The Covid-19 pandemic is one of those challenging times that revealed the strength of some leaders, or the weakness of others. Consider the effective crisis leadership in New Zealand, or the lack thereof in the United States or the United Kingdom, during the same period.

Some business leaders have stood out, by responding immediately to the challenging environment. Adam Silver, NBA Commissioner, shut down the basketball season in March, while GM and Ford transitioned their automotive factories to making ventilators. The strong leadership skills exhibited here include facing a crisis head-on, acknowledging health risks, and facing up to economic losses. These business leaders did not make excuses or try to sweep underperformance under the rug. They took ownership of a situation, even when it was dire. If you are spending too much time shifting blame, making excuses to explain underperformance, the posture itself becomes the message – i.e. to use an anatomical metaphor: when you point a finger, your fist has three other fingers pointing back at you!

Honesty is the Best Policy

It may be tempting to bury negative performance reports in the middle of a presentation, hoping no one will notice. Warren Buffett said, “The most important thing to do if you find yourself in a hole is to stop digging.” In communications work, to stop digging means to tell the truth, simply and effectively, so you can move forward, or, up and out of the hole. Many communications professionals are hired to help spin or hide ant unpleasant messages. The West Wing television episode titled, “Take Out the Trash Day” showed the press secretary planning to offload potentially embarrassing announcements on Friday, to feed them into the less viewed weekend news cycle, hoping to go un(der)reported.

However, strong leaders do not deny or hide when faced with negative news to announce. Leaders cut to the chase, and we consider them leaders precisely for doing so. A technique to remember is BLUF: Bottom Line Up Front. Or alternately: KISS — Keep It Short and Simple. These approaches to messaging remain best practice in all circumstances, regardless of message content. “We thought X would happen. Y happened instead.” Audience reassurance comes first from acknowledging reality rather than denying it. As listeners, we are open to hearing explanations and analysis of why results differed from expectations if, and only if, the speakers seems honest, transparent and accountable – three other attributes of great leadership. Maybe the company is “on the right path, showing growth, but aspect X needs more time”. Continue to tell your story in short sentences, with no jargon. The storytelling approaches listed above will build more trust from your audience..

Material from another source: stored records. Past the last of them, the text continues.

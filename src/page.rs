//! Page classification and per-page orchestration.
//!
//! The page kind is decided once from the `<title>` suffix and carried as a
//! closed enum; the orchestrator matches on it exhaustively, so an
//! unrecognized page is an ordinary, testable outcome rather than a
//! fallthrough. Class pages additionally require a resolvable superclass
//! from the spec-sheet table, protocol pages require an abstract paragraph,
//! and the `NSObject` protocol page is skipped unconditionally so it cannot
//! shadow the root class definition of the same name.

use crate::pipeline::constant::extract_constants;
use crate::pipeline::docref::collapse_lines;
use crate::pipeline::dom::{child_elements, collect_text, SectionState};
use crate::pipeline::function::extract_functions;
use crate::pipeline::method::extract_methods;
use crate::pipeline::property::extract_properties;
use crate::pipeline::structs::extract_structs_in;
use crate::render::render_page;
use crate::symbol::{ApiClass, ApiProtocol, PageBody, PageKind, PageStub, ReferenceBody};
use once_cell::sync::Lazy;
use regex::Regex;
use scraper::{ElementRef, Html, Selector};
use tracing::debug;

static TITLE: Lazy<Selector> = Lazy::new(|| Selector::parse("html > head > title").unwrap());
static ABSTRACT: Lazy<Selector> = Lazy::new(|| Selector::parse("p.abstract").unwrap());
// html5ever inserts tbody, so specbox rows need the descendant axis.
static SPECBOX_ROWS: Lazy<Selector> = Lazy::new(|| Selector::parse("table.specbox tr").unwrap());
static FRAMEWORK_PATH: Lazy<Selector> =
    Lazy::new(|| Selector::parse("span.FrameworkPath").unwrap());
static FUNCTIONS_ANCHOR: Lazy<Selector> =
    Lazy::new(|| Selector::parse(r#"section > a[title="Functions"]"#).unwrap());
static DATA_TYPES_ANCHOR: Lazy<Selector> =
    Lazy::new(|| Selector::parse(r#"section > a[title="Data Types"]"#).unwrap());

static CLASS_TITLE: Lazy<Regex> = Lazy::new(|| Regex::new(r"^(.+?)\s*Class Reference$").unwrap());
static PROTOCOL_TITLE: Lazy<Regex> =
    Lazy::new(|| Regex::new(r"^(.+?)\s*Protocol Reference$").unwrap());
static REFERENCE_TITLE: Lazy<Regex> = Lazy::new(|| Regex::new(r"^(.+?)\s+Reference$").unwrap());

static INHERITS_FROM: Lazy<Regex> = Lazy::new(|| Regex::new(r"Inherits from\s*(\S+)").unwrap());

/// Classify one parsed document from its title suffix. Class and protocol
/// titles are tried before the bare reference suffix they both end in.
pub fn classify(doc: &Html) -> PageKind {
    let Some(title) = doc.select(&TITLE).next().map(collect_text) else {
        return PageKind::Unrecognized;
    };
    let title = title.trim();

    if let Some(caps) = CLASS_TITLE.captures(title) {
        return PageKind::Class {
            name: caps[1].trim().to_string(),
        };
    }
    if let Some(caps) = PROTOCOL_TITLE.captures(title) {
        return PageKind::Protocol {
            name: caps[1].trim().to_string(),
        };
    }
    if let Some(caps) = REFERENCE_TITLE.captures(title) {
        return PageKind::Reference {
            name: caps[1].trim().to_string(),
        };
    }
    PageKind::Unrecognized
}

/// Extract the whole typed symbol model for one parsed document, or `None`
/// when the page produces no stub.
pub fn extract_page(doc: &Html) -> Option<PageStub> {
    let body = match classify(doc) {
        PageKind::Class { name } => PageBody::Class(build_class(name, doc)?),
        PageKind::Protocol { name } => PageBody::Protocol(build_protocol(name, doc)?),
        PageKind::Reference { .. } => PageBody::Reference(build_reference(doc)),
        PageKind::Unrecognized => {
            debug!("unrecognized page title shape, skipping");
            return None;
        }
    };
    Some(PageStub {
        framework_path: find_framework_path(doc),
        body,
    })
}

/// Parse raw HTML and render its stub text. `None` means the page is
/// skipped, not that an error occurred.
pub fn generate_stub(html: &str) -> Option<String> {
    let doc = Html::parse_document(html);
    extract_page(&doc).map(|stub| render_page(&stub))
}

fn build_class(name: String, doc: &Html) -> Option<ApiClass> {
    // The superclass is mandatory. A page without an "Inherits from" row
    // cannot be safely stubbed; the literal "none" marks a root class.
    let inherits = doc
        .select(&SPECBOX_ROWS)
        .find_map(|row| {
            let text = collect_text(row);
            INHERITS_FROM
                .captures(&text)
                .map(|caps| caps[1].to_string())
        })?;
    let superclass = (inherits != "none").then_some(inherits);

    let constants = extract_constants(doc);
    Some(ApiClass {
        name,
        superclass,
        abstract_text: page_abstract(doc),
        properties: extract_properties(doc),
        methods: extract_methods(doc),
        constants: constants.constants,
        structs: constants.structs,
    })
}

fn build_protocol(name: String, doc: &Html) -> Option<ApiProtocol> {
    if doc.select(&ABSTRACT).next().is_none() {
        debug!("protocol page {name:?} has no abstract, skipping");
        return None;
    }
    // The root object type's canonical class page must win over the
    // protocol of the same name.
    if name == "NSObject" {
        debug!("skipping NSObject protocol page");
        return None;
    }

    let constants = extract_constants(doc);
    Some(ApiProtocol {
        name,
        abstract_text: page_abstract(doc),
        properties: extract_properties(doc),
        methods: extract_methods(doc),
        constants: constants.constants,
        structs: constants.structs,
    })
}

fn build_reference(doc: &Html) -> ReferenceBody {
    let mut body = ReferenceBody::default();
    if let Some(scope) = anchored_section(doc, &FUNCTIONS_ANCHOR) {
        body.functions = extract_functions(scope);
    }
    if let Some(scope) = anchored_section(doc, &DATA_TYPES_ANCHOR) {
        let mut state = SectionState::new();
        body.structs = extract_structs_in(scope, &mut state);
    }
    body
}

/// The section element owning a heading anchor; sibling headings and
/// declarations under it form the extraction scope.
fn anchored_section<'a>(doc: &'a Html, anchor: &Selector) -> Option<ElementRef<'a>> {
    let a = doc.select(anchor).next()?;
    a.parent().and_then(ElementRef::wrap)
}

fn page_abstract(doc: &Html) -> String {
    doc.select(&ABSTRACT)
        .next()
        .map(|p| collapse_lines(&collect_text(p)))
        .unwrap_or_default()
}

/// The framework path lives in a spec-sheet row: the marker span's
/// grandparent row holds the value in its second cell.
fn find_framework_path(doc: &Html) -> Option<String> {
    let span = doc.select(&FRAMEWORK_PATH).next()?;
    let row = span
        .ancestors()
        .filter_map(ElementRef::wrap)
        .nth(2)?;
    let cell = child_elements(row).nth(1)?;
    let path = collect_text(cell).trim().to_string();
    (!path.is_empty()).then_some(path)
}

#[cfg(test)]
mod tests {
    use super::*;
    use crate::symbol::TypeCategory;

    fn doc(title: &str, body: &str) -> Html {
        Html::parse_document(&format!(
            "<html><head><title>{title}</title></head><body>{body}</body></html>"
        ))
    }

    const SPECBOX: &str = concat!(
        r#"<table class="specbox">"#,
        r#"<tr><td>Inherits from</td><td>Bar</td></tr>"#,
        r#"<tr><td>Availability</td><td>Available always.</td></tr>"#,
        "</table>"
    );

    #[test]
    fn titles_classify_into_the_closed_enum() {
        let cases = [
            ("Foo Class Reference", PageKind::Class { name: "Foo".into() }),
            (
                "NSCoding Protocol Reference",
                PageKind::Protocol {
                    name: "NSCoding".into(),
                },
            ),
            (
                "Foundation Functions Reference",
                PageKind::Reference {
                    name: "Foundation Functions".into(),
                },
            ),
            ("Release Notes", PageKind::Unrecognized),
        ];
        for (title, expected) in cases {
            assert_eq!(classify(&doc(title, "")), expected, "title {title:?}");
        }
    }

    #[test]
    fn class_page_with_property() {
        // A read-only String property on a class extending Bar.
        let html = doc(
            "Foo Class Reference",
            &format!(
                r#"{SPECBOX}<p class="abstract">A foo.</p><div class="api propertyObjC"><p class="abstract">The name.</p><div class="declaration"><div class="declaration">@property(readonly) NSString *name;</div></div></div>"#
            ),
        );
        let stub = extract_page(&html).unwrap();
        let PageBody::Class(class) = &stub.body else {
            panic!("expected a class body");
        };
        assert_eq!(class.name, "Foo");
        assert_eq!(class.superclass.as_deref(), Some("Bar"));
        assert_eq!(class.abstract_text, "A foo.");
        assert_eq!(class.properties.len(), 1);
        assert_eq!(class.properties[0].ty, TypeCategory::String);
        assert!(class.properties[0].readonly);
    }

    #[test]
    fn class_without_inherits_row_is_skipped() {
        let html = doc(
            "Foo Class Reference",
            r#"<table class="specbox"><tr><td>Availability</td><td>Always.</td></tr></table><p class="abstract">A foo.</p>"#,
        );
        assert!(extract_page(&html).is_none());
    }

    #[test]
    fn inherits_none_means_root_class() {
        let html = doc(
            "NSObject Class Reference",
            r#"<table class="specbox"><tr><td>Inherits from none</td></tr></table><p class="abstract">The root.</p>"#,
        );
        let stub = extract_page(&html).unwrap();
        let PageBody::Class(class) = &stub.body else {
            panic!("expected a class body");
        };
        assert_eq!(class.superclass, None);
    }

    #[test]
    fn protocol_without_abstract_is_skipped() {
        let html = doc("NSCoding Protocol Reference", "");
        assert!(extract_page(&html).is_none());
    }

    #[test]
    fn nsobject_protocol_is_always_skipped() {
        let html = doc(
            "NSObject Protocol Reference",
            r#"<p class="abstract">The root protocol.</p>"#,
        );
        assert!(extract_page(&html).is_none());
    }

    #[test]
    fn reference_page_dispatches_by_anchor() {
        let html = doc(
            "Foundation Functions Reference",
            concat!(
                r#"<section><a title="Functions"></a>"#,
                r#"<h3 class="tight jump function">Add</h3>"#,
                r#"<p class="abstract">Adds.</p>"#,
                r#"<pre class="declaration">int Add(int a, int b);</pre>"#,
                "</section>",
                r#"<section><a title="Data Types"></a>"#,
                r#"<h3 class="tight jump struct">Pair</h3>"#,
                r#"<p class="abstract">Two ints.</p>"#,
                "<pre class=\"declaration\">struct Pair {\n  int a;\n  int b;\n};</pre>",
                "</section>",
            ),
        );
        let stub = extract_page(&html).unwrap();
        let PageBody::Reference(reference) = &stub.body else {
            panic!("expected a reference body");
        };
        assert_eq!(reference.functions.len(), 1);
        assert_eq!(reference.functions[0].name, "Add");
        assert_eq!(reference.structs.len(), 1);
        assert_eq!(reference.structs[0].name, "Pair");
    }

    #[test]
    fn framework_path_reads_the_second_cell() {
        let html = doc(
            "Foo Class Reference",
            concat!(
                r#"<table class="specbox"><tr><td>Inherits from</td><td>Bar</td></tr>"#,
                r#"<tr><td><b><span class="FrameworkPath">Framework Path</span></b></td>"#,
                r#"<td>/System/Library/Frameworks/Foundation.framework</td></tr></table>"#,
                r#"<p class="abstract">A foo.</p>"#,
            ),
        );
        let stub = extract_page(&html).unwrap();
        assert_eq!(
            stub.framework_path.as_deref(),
            Some("/System/Library/Frameworks/Foundation.framework")
        );
    }

    #[test]
    fn generated_stub_contains_the_class_declaration() {
        let html = format!(
            r#"<html><head><title>Foo Class Reference</title></head><body>{SPECBOX}<p class="abstract">A foo.</p></body></html>"#
        );
        let stub = generate_stub(&html).unwrap();
        assert!(stub.contains("class Foo < Bar"));
        assert!(stub.contains("# A foo."));
    }

    #[test]
    fn unrecognized_page_yields_no_stub() {
        assert!(generate_stub("<html><head><title>Release Notes</title></head><body></body></html>").is_none());
    }
}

Strong Leaders Keep Moving Forward

Keep in mind that results, whether positive or negative, are already behind by the time we are in a situation to report on them. We can never change the past. Therefore, rather than crying over spilled milk, a better use your time in front of an audience is to pivot your storytelling to the future. As CEO, lead your employees and your investors forward. To quote leadership coach Brian Tracy: “Followers think and talk about the problems. Leaders think and talk about the solutions..” Use your presentation to press the reset button, and build a new point of reference from that moment on, to maximize the next phase of your growth trajectory.

CEOs, as leaders of their organizations, play a key role in delivering messages about company performance, both internally and externally. Unfortunately, and often through no fault of their own — simply because of the ups and downs of the business cycle — not all CEO announcements can be rosy. However, by engaging with their audiences, and addressing concerns head-on, and then pivoting our storytelling towards the future, leaders may be able to ensure that negative messages stay contained in the past.